Originally Published: July 26, 2012 10 p.m.
An array of Indian art - rugs, baskets, pottery and jewelry - goes on the block Saturday during the Smoki Museum's annual summer Navajo Rug Auction.
Three hundred Navajo rugs from both private parties and on consignment from two trading posts will go to the highest bidders, said Linda Young, who chairs the museum's rug auction.
"We have some really lovely vintage rugs," she said, noting that some have come from Prescott-area people who have owned them for a long time. The collection also includes newer rugs from the Burnham Trading Post in Sanders, Ariz., and the Totsch Trading Post in Lukachukai on the Navajo Reservation. These rugs are crafted by Indians who consign them to the trading posts to sell.
Bidders will have the chance to choose among several Teec Nos Pos rugs, Yei rugs showing Navajo spirit figures and a Two Grey Hills design by Daisy Tauglechee.
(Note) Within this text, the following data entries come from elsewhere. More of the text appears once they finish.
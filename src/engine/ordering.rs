// ==========================================
// 零售库存调货建议生成系统 - 转出候选排序器
// ==========================================
// 职责: 产品组内转出候选排序
// 输入: 已分类的转出候选列表
// 输出: 按处理顺序排列的候选列表
// ==========================================

use crate::domain::transfer::DonorCandidate;
use std::cmp::Ordering;

// ==========================================
// DonorSorter - 转出候选排序器
// ==========================================
pub struct DonorSorter;

impl DonorSorter {
    pub fn new() -> Self {
        Self
    }

    /// 排序转出候选
    ///
    /// 排序键:
    /// 1) 优先级档位: ND 档先于 RF 档(与销量无关)
    /// 2) 有效销量升序(低销量先被转出; 三种模式一致,
    ///    最高销量店铺自然排在档尾, 最不易被抽空)
    /// 3) 店铺编号升序(确定性平局裁决)
    pub fn sort(&self, mut donors: Vec<DonorCandidate>) -> Vec<DonorCandidate> {
        donors.sort_by(|a, b| self.compare(a, b));
        donors
    }

    /// 比较两个转出候选的处理顺序
    fn compare(&self, a: &DonorCandidate, b: &DonorCandidate) -> Ordering {
        // 1. 档位: ND 先于 RF
        match a.priority_tier().cmp(&b.priority_tier()) {
            Ordering::Equal => {}
            other => return other,
        }

        // 2. 有效销量升序
        match a
            .snapshot
            .effective_sales
            .cmp(&b.snapshot.effective_sales)
        {
            Ordering::Equal => {}
            other => return other,
        }

        // 3. 店铺编号升序
        a.site.cmp(&b.site)
    }
}

impl Default for DonorSorter {
    fn default() -> Self {
        Self::new()
    }
}
// ==========================================
// 零售库存调货建议生成系统 - 调货引擎编排器
// ==========================================
// 职责: 按产品分组, 串联 分类 → 排序 → 需求解析 → 匹配
// 红线: 纯函数, 不修改输入记录; 产品组之间完全独立
// ==========================================

use crate::config::mode_profile::ModeProfile;
use crate::domain::record::InventoryRecord;
use crate::domain::transfer::TransferRecommendation;
use crate::domain::types::TransferMode;
use crate::engine::classifier::{EligibilityEngine, GroupCandidates};
use crate::engine::demand::DemandResolver;
use crate::engine::error::EngineResult;
use crate::engine::matcher::TransferMatcher;
use crate::engine::ordering::DonorSorter;
use std::collections::BTreeMap;

// ==========================================
// TransferEngine - 调货引擎编排器
// ==========================================
pub struct TransferEngine {
    classifier: EligibilityEngine,
    sorter: DonorSorter,
    resolver: DemandResolver,
    matcher: TransferMatcher,
}

impl TransferEngine {
    pub fn new() -> Self {
        Self {
            classifier: EligibilityEngine::new(),
            sorter: DonorSorter::new(),
            resolver: DemandResolver::new(),
            matcher: TransferMatcher::new(),
        }
    }

    // ==========================================
    // 核心方法
    // ==========================================

    /// 生成调货建议(确定性纯函数)
    ///
    /// 产品组之间相互独立; 按产品编号升序处理,
    /// 相同输入与模式必然产出逐字节相同的建议序列
    pub fn generate_recommendations(
        &self,
        records: &[InventoryRecord],
        mode: TransferMode,
    ) -> EngineResult<Vec<TransferRecommendation>> {
        let profile = ModeProfile::for_mode(mode);

        // 按产品分组(BTreeMap 保证组间顺序确定)
        let mut groups: BTreeMap<&str, Vec<&InventoryRecord>> = BTreeMap::new();
        for record in records {
            groups.entry(record.article.as_str()).or_default().push(record);
        }

        let mut recommendations = Vec::new();
        for rows in groups.values() {
            recommendations.extend(self.process_group(rows, &profile)?);
        }

        Ok(recommendations)
    }

    /// 处理单个产品组
    fn process_group(
        &self,
        rows: &[&InventoryRecord],
        profile: &ModeProfile,
    ) -> EngineResult<Vec<TransferRecommendation>> {
        let GroupCandidates { donors, receivers } = self.classifier.classify_group(rows, profile);
        if donors.is_empty() || receivers.is_empty() {
            return Ok(Vec::new());
        }

        // 产品描述取组内首个非空值
        let article_desc = rows
            .iter()
            .map(|r| r.article_desc.as_str())
            .find(|d| !d.is_empty())
            .unwrap_or_default();

        let donors = self.sorter.sort(donors);
        let mut pool = self.resolver.resolve(receivers);
        self.matcher
            .match_group(article_desc, &donors, &mut pool, profile)
    }
}

impl Default for TransferEngine {
    fn default() -> Self {
        Self::new()
    }
}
"Daisy is perhaps the most famous of all Navajo weavers, known for her complex, tapestry-quality weaving," museum director Cindy Gresser said. Even though Tauglechee has since died, the museum once auctioned one of her rugs for more than $11,000, she added.
Other rugs are pictorials, such as one by Sarah Descheny that is black and white with tufted goats all over it.
"Everybody looks at the rug and smiles," Young said of that rug. "It's really folk art."
Rug values run from $75 to at least $9,000, she said, and pieces span from miniatures to a big chief's blanket that dates back to the 1930s.
"Some lovely baskets," including Yavapai baskets are also a part of the silent auction, Young said. "The Yavapai baskets are very well crafted and are very rare. They are wonderful baskets for collectors to own," she said.
None of the Yavapai baskets are from the Smoki Museum's collection, Young said. "They are all from private individuals."
Pottery, jewelry and some kachinas are also among the silent auction items.
The pots from Arizona tribes "are quite valuable," Young said, ranging in value from $900 to $1,500. A collection of pots that will also be available are from the Mata Ortiz artists colony in Mexico. These range in value from $100 to $400, Young said.
Jewelry that will be on the auction block includes errings, a couple of Fred Harvey bracelets, bola ties and "all sorts of things," Young said.
Previews of the rugs, the only items in the live auction, and the silent auction pieces are from 5 to 7 p.m. tonight and from 10 a.m. to 12:30 p.m. Saturday. The silent auction of the pots, baskets and jewelry and other Indian art begins at 10 a.m. Saturday and ends at 11:30 a.m., when winning bids will be announced.
The rug auction begins at 1 p.m. Saturday and lasts until the rugs are gone, Young said.